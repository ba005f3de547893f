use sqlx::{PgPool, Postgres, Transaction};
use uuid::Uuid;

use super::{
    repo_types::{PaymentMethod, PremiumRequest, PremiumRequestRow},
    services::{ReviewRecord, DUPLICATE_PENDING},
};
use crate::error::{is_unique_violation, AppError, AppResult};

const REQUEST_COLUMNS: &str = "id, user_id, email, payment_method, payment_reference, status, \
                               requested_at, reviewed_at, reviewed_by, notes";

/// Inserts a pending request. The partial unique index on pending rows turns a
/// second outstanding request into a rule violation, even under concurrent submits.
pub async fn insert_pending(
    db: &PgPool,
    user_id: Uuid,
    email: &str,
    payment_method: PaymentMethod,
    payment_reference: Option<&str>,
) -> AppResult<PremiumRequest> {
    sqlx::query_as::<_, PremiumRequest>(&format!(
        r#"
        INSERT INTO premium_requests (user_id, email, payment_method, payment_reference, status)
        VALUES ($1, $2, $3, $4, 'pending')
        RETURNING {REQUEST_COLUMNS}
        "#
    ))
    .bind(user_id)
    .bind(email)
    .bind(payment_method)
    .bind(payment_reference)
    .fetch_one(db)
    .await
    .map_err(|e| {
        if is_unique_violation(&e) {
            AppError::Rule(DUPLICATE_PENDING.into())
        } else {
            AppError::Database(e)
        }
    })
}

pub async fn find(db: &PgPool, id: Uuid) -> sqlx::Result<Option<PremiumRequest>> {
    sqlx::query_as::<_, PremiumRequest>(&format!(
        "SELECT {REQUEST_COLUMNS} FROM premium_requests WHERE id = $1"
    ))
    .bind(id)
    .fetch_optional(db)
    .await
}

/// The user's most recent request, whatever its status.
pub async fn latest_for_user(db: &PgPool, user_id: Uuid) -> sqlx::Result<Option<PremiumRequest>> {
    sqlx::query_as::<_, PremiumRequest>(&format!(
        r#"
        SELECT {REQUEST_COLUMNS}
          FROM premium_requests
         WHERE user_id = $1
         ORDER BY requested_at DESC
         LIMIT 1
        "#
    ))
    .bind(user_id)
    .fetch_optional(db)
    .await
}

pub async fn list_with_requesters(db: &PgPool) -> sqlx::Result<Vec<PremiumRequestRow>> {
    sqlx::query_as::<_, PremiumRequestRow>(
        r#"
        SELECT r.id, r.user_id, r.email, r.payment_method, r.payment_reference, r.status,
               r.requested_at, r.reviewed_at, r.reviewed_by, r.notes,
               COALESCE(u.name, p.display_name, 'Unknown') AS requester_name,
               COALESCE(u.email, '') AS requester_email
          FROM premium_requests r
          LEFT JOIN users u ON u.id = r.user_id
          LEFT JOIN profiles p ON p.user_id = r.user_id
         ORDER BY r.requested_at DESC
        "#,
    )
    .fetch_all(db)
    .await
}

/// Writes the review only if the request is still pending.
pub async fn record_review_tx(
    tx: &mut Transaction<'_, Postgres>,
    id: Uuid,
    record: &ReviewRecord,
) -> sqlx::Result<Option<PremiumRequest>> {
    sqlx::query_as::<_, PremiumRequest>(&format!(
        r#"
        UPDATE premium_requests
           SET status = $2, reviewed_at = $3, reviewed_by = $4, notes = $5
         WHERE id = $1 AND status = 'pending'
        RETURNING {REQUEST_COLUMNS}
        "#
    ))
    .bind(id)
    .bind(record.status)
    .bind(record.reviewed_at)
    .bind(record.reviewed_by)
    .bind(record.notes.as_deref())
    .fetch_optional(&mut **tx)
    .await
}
★ ★ ★
* _DIRECTIONS_:
Verbatim and in full, return the listing above.

* _ANSWER FOR THIS EXERCISE_:
repository ba005f3de547893f
use sqlx::{PgPool, Postgres, Transaction};
use uuid::Uuid;

use super::{
    repo_types::{PaymentMethod, PremiumRequest, PremiumRequestRow},
    services::{ReviewRecord, DUPLICATE_PENDING},
};
use crate::error::{is_unique_violation, AppError, AppResult};

const REQUEST_COLUMNS: &str = "id, user_id, email, payment_method, payment_reference, status, \
                               requested_at, reviewed_at, reviewed_by, notes";

/// Inserts a pending request. The partial unique index on pending rows turns a
/// second outstanding request into a rule violation, even under concurrent submits.
pub async fn insert_pending(
    db: &PgPool,
    user_id: Uuid,
    email: &str,
    payment_method: PaymentMethod,
    payment_reference: Option<&str>,
) -> AppResult<PremiumRequest> {
    sqlx::query_as::<_, PremiumRequest>(&format!(
        r#"
        INSERT INTO premium_requests (user_id, email, payment_method, payment_reference, status)
        VALUES ($1, $2, $3, $4, 'pending')
        RETURNING {REQUEST_COLUMNS}
        "#
    ))
    .bind(user_id)
    .bind(email)
    .bind(payment_method)
    .bind(payment_reference)
    .fetch_one(db)
    .await
    .map_err(|e| {
        if is_unique_violation(&e) {
            AppError::Rule(DUPLICATE_PENDING.into())
        } else {
            AppError::Database(e)
        }
    })
}

pub async fn find(db: &PgPool, id: Uuid) -> sqlx::Result<Option<PremiumRequest>> {
    sqlx::query_as::<_, PremiumRequest>(&format!(
        "SELECT {REQUEST_COLUMNS} FROM premium_requests WHERE id = $1"
    ))
    .bind(id)
    .fetch_optional(db)
    .await
}

/// The user's most recent request, whatever its status.
pub async fn latest_for_user(db: &PgPool, user_id: Uuid) -> sqlx::Result<Option<PremiumRequest>> {
    sqlx::query_as::<_, PremiumRequest>(&format!(
        r#"
        SELECT {REQUEST_COLUMNS}
          FROM premium_requests
         WHERE user_id = $1
         ORDER BY requested_at DESC
         LIMIT 1
        "#
    ))
    .bind(user_id)
    .fetch_optional(db)
    .await
}

pub async fn list_with_requesters(db: &PgPool) -> sqlx::Result<Vec<PremiumRequestRow>> {
    sqlx::query_as::<_, PremiumRequestRow>(
        r#"
        SELECT r.id, r.user_id, r.email, r.payment_method, r.payment_reference, r.status,
               r.requested_at, r.reviewed_at, r.reviewed_by, r.notes,
               COALESCE(u.name, p.display_name, 'Unknown') AS requester_name,
               COALESCE(u.email, '') AS requester_email
          FROM premium_requests r
          LEFT JOIN users u ON u.id = r.user_id
          LEFT JOIN profiles p ON p.user_id = r.user_id
         ORDER BY r.requested_at DESC
        "#,
    )
    .fetch_all(db)
    .await
}

/// Writes the review only if the request is still pending.
pub async fn record_review_tx(
    tx: &mut Transaction<'_, Postgres>,
    id: Uuid,
    record: &ReviewRecord,
) -> sqlx::Result<Option<PremiumRequest>> {
    sqlx::query_as::<_, PremiumRequest>(&format!(
        r#"
        UPDATE premium_requests
           SET status = $2, reviewed_at = $3, reviewed_by = $4, notes = $5
         WHERE id = $1 AND status = 'pending'
        RETURNING {REQUEST_COLUMNS}
        "#
    ))
    .bind(id)
    .bind(record.status)
    .bind(record.reviewed_at)
    .bind(record.reviewed_by)
    .bind(record.notes.as_deref())
    .fetch_optional(&mut **tx)
    .await
}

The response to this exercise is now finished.